Fabrication and characterizations of degradable PVC/PLA‐HAp ultrafiltration membrane with enhanced antifouling properties

Shokri

Khanghahi

Effati

2023

Degradable membranes were obtained by blending of polyvinyl chloride (PVC) with poly lactic acid (PLA) as biodegradable polymer. The effect of the amount of PLA from 10 to 30 wt% on the PVC membrane properties was investigated. The PVC/PLA(80/20) membrane exhibited higher porosity, water uptake and pure water flux than other fabricated membranes. The PVC/PLA(80/20) membrane in TGA results showed that lower temperature required to decompose the membrane in compare of neat PVC membrane. The effect of the amount of hydroxyapatite (HAp) from 0.0 to 3.0 wt% on the PVC/PLA(80/20) membrane structural and antifouling properties was investigated. With the increase in the amount of the HAp up to 2.5 wt%, membrane porosity, hydrophilicity and pure water flux increased. PVC/PLA(80/20)‐2.5 membrane showed higher surface roughness in compare of neat PVC and PVC/PLA(80/20) blended membrane, resulting in higher antifouling properties.

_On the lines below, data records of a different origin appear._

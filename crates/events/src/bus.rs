//! In-process event bus backed by a `tokio::sync::broadcast` channel.
//!
//! [`EventBus`] lets observers (diagnostics, tests, the worker binary) follow
//! what the sync engine does without coupling to its internals. Share it via
//! `Arc<EventBus>`.

use chrono::{DateTime, Utc};
use serde::{Deserialize, Serialize};
use tokio::sync::broadcast;
use scopesync_core::scope::ScopeKey;
use scopesync_core::types::{PrincipalId, TenantId};

// ---------------------------------------------------------------------------
// Event names
// ---------------------------------------------------------------------------

pub const SCOPE_CHANGED: &str = "scope.changed";
pub const SCOPE_CLEARED: &str = "scope.cleared";
pub const SETTINGS_HYDRATED: &str = "settings.hydrated";
pub const SETTINGS_LOADED: &str = "settings.loaded";
pub const SETTINGS_LOAD_FAILED: &str = "settings.load_failed";
pub const SETTINGS_STALE_DISCARDED: &str = "settings.stale_discarded";
pub const SETTINGS_PERSISTED: &str = "settings.persisted";
pub const SETTINGS_PERSIST_FAILED: &str = "settings.persist_failed";

// ---------------------------------------------------------------------------
// SettingsEvent
// ---------------------------------------------------------------------------

/// Something the sync engine did.
///
/// Constructed via [`SettingsEvent::new`] and enriched with
/// [`with_scope`](SettingsEvent::with_scope) and
/// [`with_payload`](SettingsEvent::with_payload).
#[derive(Debug, Clone, Serialize, Deserialize)]
pub struct SettingsEvent {
    /// Dot-separated event name, e.g. `"settings.loaded"`.
    pub event_type: String,

    /// Generation the event belongs to.
    pub generation: u64,

    pub tenant_id: Option<TenantId>,

    pub principal_id: Option<PrincipalId>,

    /// Free-form JSON payload carrying event-specific data.
    pub payload: serde_json::Value,

    /// When the event was created (UTC).
    pub timestamp: DateTime<Utc>,
}

impl SettingsEvent {
    /// Create a new event for a generation with no scope attached.
    pub fn new(event_type: impl Into<String>, generation: u64) -> Self {
        Self {
            event_type: event_type.into(),
            generation,
            tenant_id: None,
            principal_id: None,
            payload: serde_json::Value::Object(Default::default()),
            timestamp: Utc::now(),
        }
    }

    /// Attach the scope the event concerns.
    pub fn with_scope(mut self, scope: ScopeKey) -> Self {
        self.tenant_id = Some(scope.tenant_id);
        self.principal_id = Some(scope.principal_id);
        self
    }

    /// Set the JSON payload for the event.
    pub fn with_payload(mut self, payload: serde_json::Value) -> Self {
        self.payload = payload;
        self
    }
}

// ---------------------------------------------------------------------------
// EventBus
// ---------------------------------------------------------------------------

/// Default buffer capacity for the broadcast channel.
const DEFAULT_CAPACITY: usize = 256;

/// In-process fan-out event bus.
///
/// # Usage
///
/// ```rust
/// use scopesync_events::bus::{EventBus, SettingsEvent, SETTINGS_LOADED};
///
/// let bus = EventBus::default();
/// let mut rx = bus.subscribe();
///
/// bus.publish(SettingsEvent::new(SETTINGS_LOADED, 1));
/// ```
pub struct EventBus {
    sender: broadcast::Sender<SettingsEvent>,
}

impl EventBus {
    /// Create a bus with a specific channel capacity.
    ///
    /// When the buffer is full the oldest un-consumed events are dropped and
    /// slow receivers observe `RecvError::Lagged`.
    pub fn new(capacity: usize) -> Self {
        let (sender, _) = broadcast::channel(capacity);
        Self { sender }
    }

    /// Publish an event to all current subscribers.
    pub fn publish(&self, event: SettingsEvent) {
        // Ignore the SendError: it only means there are zero receivers.
        let _ = self.sender.send(event);
    }

    /// Subscribe to all events published on this bus.
    pub fn subscribe(&self) -> broadcast::Receiver<SettingsEvent> {
        self.sender.subscribe()
    }
}

impl Default for EventBus {
    fn default() -> Self {
        Self::new(DEFAULT_CAPACITY)
    }
}

// ---------------------------------------------------------------------------
// Tests
// ---------------------------------------------------------------------------

#[cfg(test)]
mod tests {
    use super::*;

    #[tokio::test]
    async fn publish_and_receive_single_subscriber() {
        let bus = EventBus::default();
        let mut rx = bus.subscribe();

        let event = SettingsEvent::new(SETTINGS_LOADED, 3)
            .with_scope(ScopeKey::new(42, 7))
            .with_payload(serde_json::json!({"fallback": true}));

        bus.publish(event);

        let received = rx.recv().await.expect("should receive the event");
        assert_eq!(received.event_type, SETTINGS_LOADED);
        assert_eq!(received.generation, 3);
        assert_eq!(received.tenant_id, Some(42));
        assert_eq!(received.principal_id, Some(7));
        assert_eq!(received.payload["fallback"], true);
    }

    #[tokio::test]
    async fn multiple_subscribers_receive_same_event() {
        let bus = EventBus::default();
        let mut rx1 = bus.subscribe();
        let mut rx2 = bus.subscribe();

        bus.publish(SettingsEvent::new(SCOPE_CLEARED, 1));

        let e1 = rx1.recv().await.expect("subscriber 1 should receive");
        let e2 = rx2.recv().await.expect("subscriber 2 should receive");

        assert_eq!(e1.event_type, SCOPE_CLEARED);
        assert_eq!(e2.event_type, SCOPE_CLEARED);
    }

    #[test]
    fn publish_with_no_subscribers_does_not_panic() {
        let bus = EventBus::default();
        bus.publish(SettingsEvent::new(SETTINGS_PERSISTED, 9));
    }

    #[test]
    fn default_event_has_no_scope() {
        let event = SettingsEvent::new(SCOPE_CHANGED, 0);
        assert!(event.tenant_id.is_none());
        assert!(event.principal_id.is_none());
        assert!(event.payload.is_object());
    }
}
mod common;

use chrono::{Duration as ChronoDuration, Utc};
use scopesync_core::settings::SettingsOverlay;
use scopesync_events::bus::SETTINGS_LOADED;

use common::*;

fn seed_owner_branding(h: &Harness) {
    h.store.put_record(
        TENANT_A,
        Some(OWNER),
        SettingsOverlay::colors_only(colors(&[("primary", "#ff0000")])),
        Utc::now() - ChronoDuration::hours(1),
    );
    // Newer, but a plain member's colors are never adopted.
    h.store.put_record(
        TENANT_A,
        Some(OTHER_MEMBER),
        SettingsOverlay::colors_only(colors(&[("primary", "#00ff00")])),
        Utc::now(),
    );
}

#[tokio::test]
async fn member_sees_elevated_principals_branding() {
    let h = Harness::new();
    seed_owner_branding(&h);
    let mut rx = h.engine.subscribe();

    h.enter(TENANT_A, MEMBER).await;

    assert_eq!(h.sink.token("primary").as_deref(), Some("0 100% 50%"));
    assert_eq!(
        h.engine.effective().await.custom_colors,
        colors(&[("primary", "#ff0000")])
    );
    let loaded = drain(&mut rx)
        .into_iter()
        .find(|e| e.event_type == SETTINGS_LOADED)
        .unwrap();
    assert_eq!(loaded.payload["fallbackFrom"], OWNER);
}

#[tokio::test(start_paused = true)]
async fn member_cannot_override_adopted_branding() {
    let h = Harness::new();
    seed_owner_branding(&h);
    h.enter(TENANT_A, MEMBER).await;

    h.engine
        .mutate(SettingsOverlay::colors_only(colors(&[("primary", "#0000ff")])))
        .await
        .unwrap();
    tokio::time::sleep(DEBOUNCE * 2).await;

    assert_eq!(h.sink.token("primary").as_deref(), Some("0 100% 50%"));
    assert!(h.tenant_writes().is_empty());
    assert!(h.store.record(TENANT_A, None).is_none());
}

#[tokio::test]
async fn tenant_record_with_colors_skips_fallback() {
    let h = Harness::new();
    seed_owner_branding(&h);
    h.seed_tenant(TENANT_A, SettingsOverlay::colors_only(colors(&[("primary", "#1e90ff")])));

    h.enter(TENANT_A, MEMBER).await;

    assert_eq!(h.sink.token("primary").as_deref(), Some("210 100% 56%"));
    // Tenant record, principal record and role lookup only.
    assert_eq!(h.store.read_count(), 3);
}

#[tokio::test]
async fn tenant_record_without_colors_still_falls_back() {
    let h = Harness::new();
    seed_owner_branding(&h);
    h.seed_tenant(
        TENANT_A,
        SettingsOverlay {
            items_per_page: Some(100),
            ..Default::default()
        },
    );

    h.enter(TENANT_A, MEMBER).await;

    let effective = h.engine.effective().await;
    assert_eq!(effective.items_per_page, 100);
    assert_eq!(effective.custom_colors, colors(&[("primary", "#ff0000")]));
}

#[tokio::test(start_paused = true)]
async fn elevated_save_promotes_adopted_branding_to_tenant_record() {
    let h = Harness::new();
    seed_owner_branding(&h);
    h.enter(TENANT_A, OWNER).await;

    h.engine
        .mutate(SettingsOverlay {
            compact_mode: Some(true),
            ..Default::default()
        })
        .await
        .unwrap();
    tokio::time::sleep(DEBOUNCE * 2).await;

    let tenant = h.store.record(TENANT_A, None).unwrap();
    assert_eq!(tenant.custom_colors, Some(colors(&[("primary", "#ff0000")])));
}
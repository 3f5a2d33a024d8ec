/// All database primary keys are PostgreSQL BIGSERIAL.
pub type DbId = i64;

/// All timestamps are UTC.
pub type Timestamp = chrono::DateTime<chrono::Utc>;

/// Identifier of a tenant ("company").
pub type TenantId = DbId;

/// Identifier of a principal (user) within a tenant.
pub type PrincipalId = DbId;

Also in the SEM images, embedding the HAp causes to suppress the macrovoids in the cross section of membrane with a higher number of surface pores, which also had lower pore diameter.The humic acid rejection ratios of all PVC/PLA‐HAp nanocomposite membranes were higher than 87%; and all the nanocomposite membranes exhibited higher reversible fouling ratios (RFRs) than the neat PVC membrane.